Treatment effects of the multikinase inhibitor sorafenib on hepatoblastoma cell lines and xenografts in NMRI ‐ Foxn1 nu mice

Background Multidrug resistance is a major reason for poor treatment results in advanced hepatoblastoma ( HB ). Several alternative treatment options are currently under investigation to improve the prognosis of affected patients Aims This study aimed to analyse the impact of sorafenib on the viability of HB cells and xenotransplanted HB tumours. Methods Cell viability and apoptosis were evaluated in two HB cell lines ( HUH 6 and HepT 1) after treatment with sorafenib using MTT and Caspase 3 activation assay. Extracellular signal‐regulated kinase ( ERK ) phosphorylation was investigated using W estern blot. In addition, sorafenib (30 mg/kg) was administered orally to NMRI mice bearing subcutaneous HUH 6 derived tumours. Tumour progression and viability were monitored by tumour volume and α‐fetoprotein ( AFP ) levels, and apoptosis was assessed using TUNEL assay. Tumour angiogenesis and mean vascular density ( MVD ) was determined using CD 31 staining, ERK phosphorylation was detected using indirect immunofluorescence. Results Treatment with sorafenib led to decreased ERK phosphorylation, reduced cell viability and induction of apoptosis in HepT 1 and HUH 6 cells. In HB xenografts, sorafenib significantly reduced tumour growth compared with control ( P  < 0.05).
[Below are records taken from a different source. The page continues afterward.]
//! Sequence helpers shared by training-example builders.

use crate::constants::search::NOT_FOUND;
use crate::types::Index;

/// Position of the first occurrence of `value` in `values`, or
/// [`NOT_FOUND`](crate::constants::search::NOT_FOUND) when absent.
/// Linear scan; no ordering assumptions.
pub fn find_value_in_list<T: PartialEq>(values: &[T], value: &T) -> Index {
    values
        .iter()
        .position(|candidate| candidate == value)
        .map(|idx| idx as Index)
        .unwrap_or(NOT_FOUND)
}

/// Copy of `values` extended with `fill` until it reaches `length`.
/// Sequences already at or beyond `length` come back unchanged; nothing is
/// ever truncated.
pub fn pad_to_length<T: Clone>(values: &[T], length: usize, fill: T) -> Vec<T> {
    let mut padded = values.to_vec();
    while padded.len() < length {
        padded.push(fill.clone());
    }
    padded
}
use crate::types::Index;

/// Top-level sampler configuration.
///
/// Values are plain validated integers supplied by the caller; file-based
/// configuration loading is out of scope for this crate.
#[derive(Clone, Debug)]
pub struct SamplerConfig {
    /// RNG seed that controls deterministic sampling order.
    pub seed: u64,
    /// Number of positive slices generated per labeled instance.
    pub positive_samples: usize,
    /// Number of negative slices generated per labeled instance.
    pub negative_samples: usize,
    /// Minimum negative slice length (`end - start`).
    pub min_length: Index,
    /// Maximum slice length. Caps positive slices at `end - start + 1`
    /// indices and negative slices strictly below `max_length` offsets.
    pub max_length: Index,
}

impl Default for SamplerConfig {
    fn default() -> Self {
        Self {
            seed: 42,
            positive_samples: 4,
            negative_samples: 4,
            min_length: 2,
            max_length: 64,
        }
    }
}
AFP levels were lower in the sorafenib group ( P  = 0.07). Relative apoptotic areas detected using TUNEL assay were increased ( P  = 0.003). CD 31 staining revealed inhibition of angiogenesis, and mean vascular density was lower in the sorafenib group ( P  = 0.02). ERK phosphorylation was reduced in tumours tissues after sorafenib treatment. Conclusion Treatment with sorafenib led to a potent inhibition of cell viability, tumour progression and angiogenesis. Sorafenib might therefore also be a promising treatment option for high risk or recurrent HB.